▶ _MATERIAL PROVIDED_
┄┄┄┄┄┄
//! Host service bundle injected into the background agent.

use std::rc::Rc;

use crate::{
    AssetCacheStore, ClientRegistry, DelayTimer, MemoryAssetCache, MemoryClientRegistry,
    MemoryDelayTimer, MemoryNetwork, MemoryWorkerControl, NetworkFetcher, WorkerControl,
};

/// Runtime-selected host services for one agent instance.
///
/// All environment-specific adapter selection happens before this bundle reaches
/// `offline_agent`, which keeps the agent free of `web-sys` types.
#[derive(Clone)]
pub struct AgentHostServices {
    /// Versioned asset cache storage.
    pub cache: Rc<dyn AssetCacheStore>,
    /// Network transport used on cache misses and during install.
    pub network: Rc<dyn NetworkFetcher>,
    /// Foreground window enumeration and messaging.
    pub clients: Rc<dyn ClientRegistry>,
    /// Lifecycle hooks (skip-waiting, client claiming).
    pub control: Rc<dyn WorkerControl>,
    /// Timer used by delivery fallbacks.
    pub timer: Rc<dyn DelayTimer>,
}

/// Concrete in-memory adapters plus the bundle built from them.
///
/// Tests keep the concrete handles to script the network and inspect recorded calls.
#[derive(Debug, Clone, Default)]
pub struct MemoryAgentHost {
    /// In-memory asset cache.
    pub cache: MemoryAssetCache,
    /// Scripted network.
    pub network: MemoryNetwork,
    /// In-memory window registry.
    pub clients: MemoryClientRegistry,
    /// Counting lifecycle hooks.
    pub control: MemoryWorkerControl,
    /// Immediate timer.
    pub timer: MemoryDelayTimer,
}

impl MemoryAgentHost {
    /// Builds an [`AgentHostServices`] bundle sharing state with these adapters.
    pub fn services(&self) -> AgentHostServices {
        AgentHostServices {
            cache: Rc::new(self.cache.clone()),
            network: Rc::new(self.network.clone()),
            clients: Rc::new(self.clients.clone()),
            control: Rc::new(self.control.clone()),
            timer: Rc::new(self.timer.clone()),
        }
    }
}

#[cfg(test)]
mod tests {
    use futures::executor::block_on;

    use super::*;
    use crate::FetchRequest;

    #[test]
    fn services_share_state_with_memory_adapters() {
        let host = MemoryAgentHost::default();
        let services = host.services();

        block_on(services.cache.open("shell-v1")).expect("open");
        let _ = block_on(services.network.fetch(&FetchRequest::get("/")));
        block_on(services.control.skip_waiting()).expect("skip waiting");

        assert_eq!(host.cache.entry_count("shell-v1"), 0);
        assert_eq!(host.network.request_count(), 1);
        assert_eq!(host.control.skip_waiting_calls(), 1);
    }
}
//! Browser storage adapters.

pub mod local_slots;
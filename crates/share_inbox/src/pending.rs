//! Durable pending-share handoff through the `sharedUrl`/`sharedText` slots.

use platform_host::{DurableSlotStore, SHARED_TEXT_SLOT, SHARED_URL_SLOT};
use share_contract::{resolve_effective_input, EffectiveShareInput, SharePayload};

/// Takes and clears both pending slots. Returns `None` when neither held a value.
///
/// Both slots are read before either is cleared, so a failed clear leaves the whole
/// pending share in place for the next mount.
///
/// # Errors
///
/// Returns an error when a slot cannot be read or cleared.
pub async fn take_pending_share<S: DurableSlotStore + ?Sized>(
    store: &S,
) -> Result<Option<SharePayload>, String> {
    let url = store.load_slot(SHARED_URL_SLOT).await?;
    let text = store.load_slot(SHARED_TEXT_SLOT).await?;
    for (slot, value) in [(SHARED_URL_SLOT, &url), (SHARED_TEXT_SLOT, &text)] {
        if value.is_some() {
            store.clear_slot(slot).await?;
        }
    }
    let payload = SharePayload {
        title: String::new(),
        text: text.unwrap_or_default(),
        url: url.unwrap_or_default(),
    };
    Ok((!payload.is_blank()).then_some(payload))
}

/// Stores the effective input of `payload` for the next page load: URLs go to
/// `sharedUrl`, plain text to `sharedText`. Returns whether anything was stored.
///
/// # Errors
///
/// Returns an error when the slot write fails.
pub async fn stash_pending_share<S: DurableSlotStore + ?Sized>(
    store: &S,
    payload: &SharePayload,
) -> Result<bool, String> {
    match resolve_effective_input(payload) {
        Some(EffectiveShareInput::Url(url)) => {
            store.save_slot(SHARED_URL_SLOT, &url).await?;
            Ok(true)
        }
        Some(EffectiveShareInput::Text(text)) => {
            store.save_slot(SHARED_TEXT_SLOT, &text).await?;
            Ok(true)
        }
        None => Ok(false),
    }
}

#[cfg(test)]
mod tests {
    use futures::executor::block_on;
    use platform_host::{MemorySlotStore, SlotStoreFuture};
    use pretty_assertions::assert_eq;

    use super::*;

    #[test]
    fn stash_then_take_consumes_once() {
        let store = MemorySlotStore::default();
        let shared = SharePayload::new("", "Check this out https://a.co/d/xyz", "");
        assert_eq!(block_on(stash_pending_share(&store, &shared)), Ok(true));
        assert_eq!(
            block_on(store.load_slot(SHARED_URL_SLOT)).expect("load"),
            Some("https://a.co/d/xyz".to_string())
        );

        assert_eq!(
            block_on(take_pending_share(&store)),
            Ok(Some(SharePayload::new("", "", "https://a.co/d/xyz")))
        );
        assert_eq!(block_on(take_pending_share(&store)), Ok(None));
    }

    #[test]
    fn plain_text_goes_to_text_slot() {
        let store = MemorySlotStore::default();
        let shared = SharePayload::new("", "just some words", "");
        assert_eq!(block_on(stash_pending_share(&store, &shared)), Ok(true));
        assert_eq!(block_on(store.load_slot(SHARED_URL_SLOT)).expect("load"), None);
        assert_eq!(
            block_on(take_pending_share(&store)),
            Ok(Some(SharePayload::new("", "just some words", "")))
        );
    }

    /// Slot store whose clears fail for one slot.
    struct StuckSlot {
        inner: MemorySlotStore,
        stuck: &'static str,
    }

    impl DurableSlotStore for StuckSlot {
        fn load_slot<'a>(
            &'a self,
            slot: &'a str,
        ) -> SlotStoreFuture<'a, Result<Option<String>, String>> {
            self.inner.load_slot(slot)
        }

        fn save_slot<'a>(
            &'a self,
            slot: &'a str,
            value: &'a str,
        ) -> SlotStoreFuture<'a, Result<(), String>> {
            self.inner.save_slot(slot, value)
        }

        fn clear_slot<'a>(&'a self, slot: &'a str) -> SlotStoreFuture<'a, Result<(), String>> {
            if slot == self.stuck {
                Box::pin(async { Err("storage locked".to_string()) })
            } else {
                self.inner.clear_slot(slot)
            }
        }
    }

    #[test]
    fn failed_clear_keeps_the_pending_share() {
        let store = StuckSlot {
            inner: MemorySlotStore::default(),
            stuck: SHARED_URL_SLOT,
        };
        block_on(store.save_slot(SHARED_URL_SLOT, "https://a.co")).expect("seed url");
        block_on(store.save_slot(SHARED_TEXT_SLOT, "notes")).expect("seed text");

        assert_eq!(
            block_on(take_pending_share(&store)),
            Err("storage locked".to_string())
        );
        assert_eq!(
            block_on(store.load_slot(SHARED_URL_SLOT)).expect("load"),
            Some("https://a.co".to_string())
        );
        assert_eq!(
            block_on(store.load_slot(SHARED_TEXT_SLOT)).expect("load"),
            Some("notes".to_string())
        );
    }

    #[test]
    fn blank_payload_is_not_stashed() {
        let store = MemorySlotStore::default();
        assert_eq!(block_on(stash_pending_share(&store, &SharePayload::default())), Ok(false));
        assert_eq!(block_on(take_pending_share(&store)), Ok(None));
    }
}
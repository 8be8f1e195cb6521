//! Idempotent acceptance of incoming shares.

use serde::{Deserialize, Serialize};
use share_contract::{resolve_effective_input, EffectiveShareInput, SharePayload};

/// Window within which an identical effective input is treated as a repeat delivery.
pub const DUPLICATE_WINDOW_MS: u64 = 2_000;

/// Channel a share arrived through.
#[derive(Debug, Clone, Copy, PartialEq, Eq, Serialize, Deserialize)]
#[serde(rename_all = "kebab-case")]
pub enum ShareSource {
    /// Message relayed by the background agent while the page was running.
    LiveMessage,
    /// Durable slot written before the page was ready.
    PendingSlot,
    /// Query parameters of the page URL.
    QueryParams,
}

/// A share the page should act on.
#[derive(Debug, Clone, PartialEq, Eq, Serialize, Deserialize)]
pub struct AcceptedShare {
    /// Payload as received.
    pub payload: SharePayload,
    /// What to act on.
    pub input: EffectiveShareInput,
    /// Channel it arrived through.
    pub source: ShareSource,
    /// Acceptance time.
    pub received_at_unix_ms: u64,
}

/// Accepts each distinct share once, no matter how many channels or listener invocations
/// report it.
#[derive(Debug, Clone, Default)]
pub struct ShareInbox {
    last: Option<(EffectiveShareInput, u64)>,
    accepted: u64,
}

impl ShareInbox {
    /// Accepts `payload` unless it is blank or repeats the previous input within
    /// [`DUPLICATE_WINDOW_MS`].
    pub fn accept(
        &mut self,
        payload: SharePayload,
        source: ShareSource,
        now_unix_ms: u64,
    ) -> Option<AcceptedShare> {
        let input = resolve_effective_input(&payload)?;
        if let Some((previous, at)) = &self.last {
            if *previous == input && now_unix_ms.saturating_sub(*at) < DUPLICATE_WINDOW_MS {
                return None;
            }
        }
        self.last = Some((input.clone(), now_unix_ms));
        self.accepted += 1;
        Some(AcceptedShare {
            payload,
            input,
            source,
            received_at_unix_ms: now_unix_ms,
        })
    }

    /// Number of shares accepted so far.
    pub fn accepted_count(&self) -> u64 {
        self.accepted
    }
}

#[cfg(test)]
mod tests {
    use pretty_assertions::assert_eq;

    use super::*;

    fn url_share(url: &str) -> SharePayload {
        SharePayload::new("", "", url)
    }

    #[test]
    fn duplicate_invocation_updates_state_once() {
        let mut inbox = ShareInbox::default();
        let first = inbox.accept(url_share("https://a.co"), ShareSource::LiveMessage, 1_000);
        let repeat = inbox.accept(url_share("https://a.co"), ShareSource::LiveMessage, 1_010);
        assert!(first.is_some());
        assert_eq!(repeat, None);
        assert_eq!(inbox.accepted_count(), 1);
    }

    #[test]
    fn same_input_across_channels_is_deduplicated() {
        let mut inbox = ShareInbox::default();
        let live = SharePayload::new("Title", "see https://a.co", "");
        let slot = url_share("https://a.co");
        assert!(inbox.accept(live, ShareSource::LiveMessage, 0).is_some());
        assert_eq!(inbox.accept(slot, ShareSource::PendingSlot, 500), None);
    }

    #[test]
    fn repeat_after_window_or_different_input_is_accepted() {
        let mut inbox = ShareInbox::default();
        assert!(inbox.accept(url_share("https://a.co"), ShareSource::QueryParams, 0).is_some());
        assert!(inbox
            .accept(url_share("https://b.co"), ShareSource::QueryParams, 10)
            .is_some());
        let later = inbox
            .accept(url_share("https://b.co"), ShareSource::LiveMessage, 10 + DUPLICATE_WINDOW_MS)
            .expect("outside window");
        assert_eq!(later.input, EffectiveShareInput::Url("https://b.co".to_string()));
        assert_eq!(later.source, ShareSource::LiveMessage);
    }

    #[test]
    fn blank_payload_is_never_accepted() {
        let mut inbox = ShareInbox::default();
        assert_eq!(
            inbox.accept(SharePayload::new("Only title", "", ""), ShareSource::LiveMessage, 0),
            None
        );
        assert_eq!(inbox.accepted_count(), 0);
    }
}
┄┄┄┄┄┄
▶ _THE PROBLEM_
Take the lines above from the first through the one containing "pub cache: Rc<dyn" and reproduce them exactly; include nothing else.

▶ _ANSWER AREA_
//! Host service bundle injected into the background agent.

use std::rc::Rc;

use crate::{
    AssetCacheStore, ClientRegistry, DelayTimer, MemoryAssetCache, MemoryClientRegistry,
    MemoryDelayTimer, MemoryNetwork, MemoryWorkerControl, NetworkFetcher, WorkerControl,
};

/// Runtime-selected host services for one agent instance.
///
/// All environment-specific adapter selection happens before this bundle reaches
/// `offline_agent`, which keeps the agent free of `web-sys` types.
#[derive(Clone)]
pub struct AgentHostServices {
    /// Versioned asset cache storage.
    pub cache: Rc<dyn AssetCacheStore>,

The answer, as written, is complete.